Choisir un dessert, traverser seul, accepter un traitement : toutes les décisions n'ont ni le même poids ni les mêmes conséquences. Un adulte qui élève un enfant ne peut donc pas se contenter de lui demander ce qu'il veut et d'obéir à la réponse. Renoncer à toute autorité abandonnerait parfois l'enfant au risque plutôt que de le respecter.

Le respect commence ailleurs : écouter le refus, expliquer ce qui est en jeu, offrir les choix réellement possibles et ne pas humilier celui dont la préférence ne l'emporte pas. La décision finale peut rester adulte sans que la parole de l'enfant devienne du bruit.

Cette autorité n'est pourtant pas un titre de propriété attaché au mot parent.
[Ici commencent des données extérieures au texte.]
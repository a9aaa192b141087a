//! Event handling between the terminal front end and the calculator core.

use log::{debug, warn};

use crate::calculator::{compute, CalculationResult};
use crate::entry::parse_principal;
use crate::error::CalcError;
use crate::navigation::{NavigationController, NavigationState, ShutdownSignal};
use crate::rates::{RateTable, TERM_DEFAULT};

/// Shown in both result slots before a calculation or after a failed one.
pub const EMPTY_DISPLAY: &str = "$            ";

#[derive(Debug, Clone, PartialEq)]
pub enum UiEvent {
    TermChosen(String),
    NavigateForward,
    NavigateBack,
    CalculateRequested(String),
    ExitRequested,
}

#[derive(Debug, Clone, PartialEq)]
pub enum Effect {
    RenderResult { mean: String, total: String },
    ShowScreen(NavigationState),
    Shutdown,
}

impl From<ShutdownSignal> for Effect {
    fn from(_: ShutdownSignal) -> Self {
        Effect::Shutdown
    }
}

pub fn format_currency(value: f64) -> String {
    format!("${:.2}", value)
}

/// Parse, look up and validate a request, then compute it.
pub fn evaluate(
    table: &RateTable,
    term_label: &str,
    principal_text: &str,
) -> Result<CalculationResult, CalcError> {
    let principal = parse_principal(principal_text)?;
    let term = table
        .lookup(term_label)
        .ok_or_else(|| CalcError::UnknownTerm(term_label.to_string()))?;

    if principal <= 0.0 {
        return Err(CalcError::InvalidDomainValue {
            field: "principal",
            value: principal,
        });
    }
    if term.annual_rate < 0.0 {
        return Err(CalcError::InvalidDomainValue {
            field: "annual rate",
            value: term.annual_rate,
        });
    }
    if term.term_months <= 0.0 {
        return Err(CalcError::InvalidDomainValue {
            field: "term months",
            value: term.term_months,
        });
    }

    let result = compute(principal, term.annual_rate, term.term_months);
    if !result.total.is_finite() || !result.mean_monthly_return.is_finite() {
        return Err(CalcError::InvalidDomainValue {
            field: "total",
            value: result.total,
        });
    }
    Ok(result)
}

pub struct App {
    pub rates: RateTable,
    pub navigation: NavigationController,
    pub term_label: String,
    /// Highlighted row in the term menu, index into `rates.labels()`
    pub menu_cursor: usize,
    pub principal_input: String,
    pub mean_display: String,
    pub total_display: String,
}

impl Default for App {
    fn default() -> Self {
        Self {
            rates: RateTable::default(),
            navigation: NavigationController::new(),
            term_label: TERM_DEFAULT.to_string(),
            menu_cursor: 0,
            principal_input: String::new(),
            mean_display: EMPTY_DISPLAY.to_string(),
            total_display: EMPTY_DISPLAY.to_string(),
        }
    }
}

impl App {
    pub fn screen(&self) -> NavigationState {
        self.navigation.state()
    }

    pub fn dispatch(&mut self, event: UiEvent) -> Option<Effect> {
        match event {
            UiEvent::TermChosen(label) => {
                debug!("term chosen: {}", label);
                self.term_label = label;
                None
            }
            UiEvent::NavigateForward => self
                .navigation
                .advance(&self.term_label)
                .then_some(Effect::ShowScreen(NavigationState::Calculation)),
            UiEvent::NavigateBack => self
                .navigation
                .retreat()
                .then_some(Effect::ShowScreen(NavigationState::Selection)),
            UiEvent::CalculateRequested(text) => {
                let (mean, total) = match evaluate(&self.rates, &self.term_label, &text) {
                    Ok(result) => {
                        debug!(
                            "{} on {:?}: mean {} total {}",
                            self.term_label, text, result.mean_monthly_return, result.total
                        );
                        (
                            format_currency(result.mean_monthly_return),
                            format_currency(result.total),
                        )
                    }
                    Err(e) => {
                        warn!("calculation failed: {}", e);
                        (EMPTY_DISPLAY.to_string(), EMPTY_DISPLAY.to_string())
                    }
                };
                self.mean_display = mean.clone();
                self.total_display = total.clone();
                Some(Effect::RenderResult { mean, total })
            }
            UiEvent::ExitRequested => Some(self.navigation.terminate().into()),
        }
    }
}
Elle se justifie par un écart concret : comprendre un danger, mesurer une conséquence, réparer ce qui peut l'être ou protéger d'autres personnes. Dès que cet écart diminue, son périmètre doit diminuer aussi.

Il est souvent possible de partager une même décision. Le soin médical n'est peut-être pas négociable, mais l'heure, les explications ou la personne présente peuvent l'être. Ce partage apprend à décider au lieu d'attendre une majorité abstraite.

Élever un enfant, c'est exercer aujourd'hui une responsabilité dont on prépare la restitution. L'autorité protège vraiment lorsqu'elle aide celui qui en dépend à devenir peu à peu capable de s'en passer.